La situación espiritual y cultural de los argentinos está en un punto dramático. La pérdida de valores es angustiosa: están a favor del aborto, las mismas personas que reclaman “ni una más”; la justicia encierra a uno y deja fuera a otro, aunque ambos sean acusados de un mismo delito; el presidente de la República asume con más de 200 causas judiciales en su contra y se jacta de tener su dinero en paraísos fiscales; él mismo usa el estado para favorecer sus negocios y el de sus amigos y parientes, pero es un empresario exitoso; el lobo cuida de las gallinas, pero no hay asombro en ello. Y podríamos seguir y seguir describiendo una escena plagadas de incoherencias.

En términos económicos, esta debacle se observa claramente con la destrucción paulatina del aparato productivo, el único que le puede dar trabajo al conjunto de los trabajadores demandantes. Los recursos más importantes de la Patria, que aportan a la riqueza a la Nación, están siendo regalados a intereses foráneos o repartidos entre empresarios afines; basta para ello pensar que el ahorro de los argentinos va a parar a una banca que practica la usura y fuga la ganancias, y en los aportes jubilatorios del Fondo de Garantía de Sustentabilidad que se usan para apalancar fondos privados o, peor aún, para pagar los intereses de la deuda. También se ha dejado a merced de intereses foráneos la riqueza de las Islas Malvinas, el Mar Argentino y la plataforma continental, cuya proyección ha sido abandonada; misma cosa con las reservas mineras e hidrocarburíferas, que se anuncian con bombos y platillos, pero que terminan siendo apropiadas por empresas concesionarias que, en general, no son argentinas.

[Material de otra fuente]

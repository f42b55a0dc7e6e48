//! Detector result fixtures
//!
//! The three-room plan places 100 x 100 px rooms centred on (100, 100),
//! (250, 100) and (400, 100) with 50 px gaps between them.

#![allow(dead_code)]

use floorfuse::config::{FusionConfig, VotingStrategy};
use floorfuse::types::{DetectorPayload, DetectorResult, Modality, Point2D, RoomItem};
use std::collections::BTreeMap;

pub const ROOM_CENTERS: [(f64, f64, &str); 3] = [
    (100.0, 100.0, "Bedroom"),
    (250.0, 100.0, "Kitchen"),
    (400.0, 100.0, "Living Room"),
];

/// Closed square ring of side `size` centred on (cx, cy)
pub fn closed_rect(cx: f64, cy: f64, size: f64) -> Vec<Point2D> {
    let h = size / 2.0;
    vec![
        Point2D::new(cx - h, cy - h),
        Point2D::new(cx + h, cy - h),
        Point2D::new(cx + h, cy + h),
        Point2D::new(cx - h, cy + h),
        Point2D::new(cx - h, cy - h),
    ]
}

/// Three sides of a square; the ring never returns to its start
pub fn open_polyline(cx: f64, cy: f64, size: f64) -> Vec<Point2D> {
    let mut points = closed_rect(cx, cy, size);
    points.truncate(4);
    points
}

pub fn room(cx: f64, cy: f64, label: &str, confidence: f64) -> RoomItem {
    RoomItem::new(closed_rect(cx, cy, 100.0), Some(label), confidence)
}

/// Detector result reporting the given rooms
pub fn detector(source: &str, modality: Modality, confidence: f64, rooms: Vec<RoomItem>) -> DetectorResult {
    DetectorResult::new(source, modality, confidence).with_payload(DetectorPayload::Rooms(rooms))
}

/// Rooms of the three-room plan, the first `count` of them
pub fn three_room_plan(count: usize, confidence: f64) -> Vec<RoomItem> {
    ROOM_CENTERS
        .iter()
        .take(count)
        .map(|(x, y, label)| room(*x, *y, label, confidence))
        .collect()
}

/// OCR sees two rooms, the object detector and the vision model all three
pub fn e2e_sources() -> Vec<DetectorResult> {
    vec![
        detector("ocr", Modality::Ocr, 0.82, three_room_plan(2, 0.82)),
        detector("yolo", Modality::ObjectDetection, 0.91, three_room_plan(3, 0.91)),
        detector("gpt-vision", Modality::Generative, 0.88, three_room_plan(3, 0.88)),
    ]
}

pub fn e2e_config() -> FusionConfig {
    let weights: BTreeMap<String, f64> = [("ocr", 0.2), ("yolo", 0.4), ("gpt-vision", 0.4)]
        .into_iter()
        .map(|(k, v)| (k.to_string(), v))
        .collect();
    FusionConfig::builder()
        .voting_strategy(VotingStrategy::Weighted)
        .weights(weights)
        .record_timing(false)
        .build()
        .unwrap()
}
//! Error types for the fusion engine

use std::time::Duration;
use thiserror::Error;

/// Errors surfaced by the fusion pipeline
///
/// Only `EmptyInput` and `Config` abort a fusion run. Schema and arbitration
/// failures are recovered locally and reported through the outcome.
#[derive(Debug, Error)]
pub enum FusionError {
    /// No detector results to fuse
    #[error("No detector results supplied")]
    EmptyInput,

    /// A source's payload failed normalization
    #[error("Schema error in source '{source_name}': {reason}")]
    Schema { source_name: String, reason: String },

    /// External arbitration did not answer in time
    #[error("Arbitration timed out after {0:?}")]
    ArbitrationTimeout(Duration),

    /// External arbitration failed or returned an unusable verdict
    #[error("Arbitration failed: {0}")]
    Arbitration(String),

    /// Invalid fusion configuration
    #[error("Invalid configuration: {0}")]
    Config(String),

    #[error(transparent)]
    Common(#[from] floorfuse_common::Error),
}

impl FusionError {
    pub fn schema(source_name: impl Into<String>, reason: impl Into<String>) -> Self {
        FusionError::Schema {
            source_name: source_name.into(),
            reason: reason.into(),
        }
    }
}

/// Result type alias for fusion operations
pub type Result<T> = std::result::Result<T, FusionError>;
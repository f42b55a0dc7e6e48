//! Wall checks: perimeter classification and endpoint connectivity

use super::{Severity, ValidationIssue, ValidationReport};
use crate::config::ValidationConfig;
use crate::fusion::{EntityFlag, FusedResult};
use crate::geometry::BoundingBox;
use crate::types::{Point2D, WallKind};

/// Classify unknown walls as exterior when they run along the plan outline
///
/// The outline is the bounding box of all wall endpoints and room vertices.
pub(super) fn classify_perimeter(config: &ValidationConfig, result: &mut FusedResult) {
    let points: Vec<Point2D> = result
        .walls
        .iter()
        .flat_map(|w| [w.item.start, w.item.end])
        .chain(result.rooms.iter().flat_map(|r| r.item.polygon.iter().copied()))
        .collect();
    if points.is_empty() {
        return;
    }
    let outline = BoundingBox::from_points(&points);
    let tol = config.perimeter_tolerance_px;

    let on_edge = |p: &Point2D| {
        (p.x - outline.min_x).abs() <= tol
            || (p.x - outline.max_x).abs() <= tol
            || (p.y - outline.min_y).abs() <= tol
            || (p.y - outline.max_y).abs() <= tol
    };
    let same_edge = |a: &Point2D, b: &Point2D| {
        ((a.x - outline.min_x).abs() <= tol && (b.x - outline.min_x).abs() <= tol)
            || ((a.x - outline.max_x).abs() <= tol && (b.x - outline.max_x).abs() <= tol)
            || ((a.y - outline.min_y).abs() <= tol && (b.y - outline.min_y).abs() <= tol)
            || ((a.y - outline.max_y).abs() <= tol && (b.y - outline.max_y).abs() <= tol)
    };

    for wall in result.walls.iter_mut().filter(|w| w.item.wall_kind == WallKind::Unknown) {
        let (s, e) = (wall.item.start, wall.item.end);
        wall.item.wall_kind = if on_edge(&s) && on_edge(&e) && same_edge(&s, &e) {
            WallKind::Exterior
        } else {
            WallKind::Interior
        };
    }
}

/// Flag walls with neither endpoint joined to another wall's endpoint
pub(super) fn check_connectivity(
    config: &ValidationConfig,
    result: &mut FusedResult,
    report: &mut ValidationReport,
) {
    let n = result.walls.len();
    if n == 0 {
        return;
    }
    let tol = config.wall_join_tolerance_px;

    let joined = |p: &Point2D, skip: usize| {
        result.walls.iter().enumerate().any(|(j, other)| {
            j != skip
                && (p.distance_to(&other.item.start) <= tol || p.distance_to(&other.item.end) <= tol)
        })
    };

    let unconnected: Vec<usize> = (0..n)
        .filter(|&i| {
            let w = &result.walls[i].item;
            !(joined(&w.start, i) || joined(&w.end, i))
        })
        .collect();

    for &i in &unconnected {
        result.walls[i].flag(EntityFlag::Unconnected);
        report.issues.push(ValidationIssue::new(
            Severity::Warning,
            "wall_unconnected",
            Some(&result.walls[i].id),
            format!("wall {} does not meet any other wall", result.walls[i].id),
        ));
    }

    report.metrics.wall_connectivity = Some((n - unconnected.len()) as f64 / n as f64);
}

#[cfg(test)]
mod tests {
    use super::super::fixtures::{empty_result, wall};
    use super::super::GeometricValidator;
    use crate::config::ValidationConfig;
    use crate::fusion::EntityFlag;
    use crate::types::WallKind;

    #[test]
    fn test_perimeter_walls_are_exterior() {
        let config = ValidationConfig::default();
        let mut result = empty_result();
        result.walls.push(wall("top", (0.0, 0.0), (400.0, 0.0), 8.0));
        result.walls.push(wall("bottom", (0.0, 300.0), (400.0, 300.0), 8.0));
        result.walls.push(wall("middle", (200.0, 0.0), (200.0, 300.0), 8.0));

        GeometricValidator::new(&config).validate(&mut result);

        assert_eq!(result.walls[0].item.wall_kind, WallKind::Exterior);
        assert_eq!(result.walls[1].item.wall_kind, WallKind::Exterior);
        assert_eq!(result.walls[2].item.wall_kind, WallKind::Interior);
    }

    #[test]
    fn test_l_corner_walls_are_connected() {
        // Arrange: two walls meeting at (200, 0), each with one free end
        let config = ValidationConfig::default();
        let mut result = empty_result();
        result.walls.push(wall("a", (0.0, 0.0), (200.0, 0.0), 8.0));
        result.walls.push(wall("b", (200.0, 0.0), (200.0, 150.0), 8.0));

        // Act
        let report = GeometricValidator::new(&config).validate(&mut result);

        // Assert
        assert_eq!(report.metrics.wall_connectivity, Some(1.0));
        assert!(result.walls.iter().all(|w| !w.has_flag(EntityFlag::Unconnected)));
        assert!(report.issues.iter().all(|i| i.code != "wall_unconnected"));
    }

    #[test]
    fn test_isolated_wall_is_unconnected() {
        // Arrange: an L corner plus a wall far from both
        let config = ValidationConfig::default();
        let mut result = empty_result();
        result.walls.push(wall("a", (0.0, 0.0), (200.0, 0.0), 8.0));
        result.walls.push(wall("b", (210.0, 5.0), (210.0, 150.0), 8.0));
        result.walls.push(wall("lone", (500.0, 400.0), (600.0, 400.0), 8.0));

        // Act
        let report = GeometricValidator::new(&config).validate(&mut result);

        // Assert: (200,0) and (210,5) are within the 20 px join tolerance
        assert!(!result.walls[0].has_flag(EntityFlag::Unconnected));
        assert!(!result.walls[1].has_flag(EntityFlag::Unconnected));
        assert!(result.walls[2].has_flag(EntityFlag::Unconnected));
        assert!((report.metrics.wall_connectivity.unwrap() - 2.0 / 3.0).abs() < 1e-12);
    }

    #[test]
    fn test_endpoint_touching_wall_middle_is_not_a_join() {
        // Joins are endpoint to endpoint; a T junction alone does not count
        let config = ValidationConfig::default();
        let mut result = empty_result();
        result.walls.push(wall("long", (0.0, 0.0), (400.0, 0.0), 8.0));
        result.walls.push(wall("stem", (200.0, 0.0), (200.0, 150.0), 8.0));

        let report = GeometricValidator::new(&config).validate(&mut result);

        assert_eq!(report.metrics.wall_connectivity, Some(0.0));
    }
}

En otras palabras, lo peor no es tener un mal año económico, ni contar con un gobierno incapaz de conducir los destinos de la Patria, sino que el pueblo argentino esté perdiendo su amor propio y bajando sus inmarcesibles banderas, esas que han cobijado a todos más allá de cualquier diferencia partidaria o ideológica: independencia económica, soberanía política y justicia social.

La batalla cultural se pierde cada vez que nos resignamos a ser más pobres, a depender de las finanzas internacionales, a delegar las decisiones en una clase dirigente traidora, a vernos como el problema de todo, y no como lo más preciado e importante este país…

El 2019 nos enfrenta a mucho más que unas elecciones presidenciales. Si cambiamos presidente pero seguimos en el mismo barco de la dominación, subordinándonos, conscientes o no, a las ideas que nos imponen desde afuera y que nada tienen que ver con nuestros orígenes morales, espirituales y culturales, no sirve de nada el empeño y el esfuerzo del cambio.

El desafío no es una utopía, porque ya ha sido probado y la historia exhibe con orgullo sus resultados. Hay que volver a los orígenes y esforzarnos primeramente por saber quiénes somos, de dónde venimos y hacia dónde vamos. Será fundamental deshacernos de toda ideología que, siendo foránea, divisionista y estéril, amenaza con los valores que estuvieron en la mente y corazón de los que han hecho de esta una Nación grande, cobijo digno de millones de inmigrantes que encontraron tierra fértil para instalarse, progresar y trascender.

Con amor propio e identidad, cualquier desafío será posible. Pero resignados a la subordinación que se ha propuesto hacer de Argentina una colonia económica y cultural, no habrá justicia, y por lo tanto tampoco habrá paz.

Vale decir, como el Martín Fierro, “dejo rodar la bola que algún día se ha de parar; tiene el gaucho que aguantar hasta que lo trague el oyo, o hasta que venga algún criollo en esta tierra á mandar”.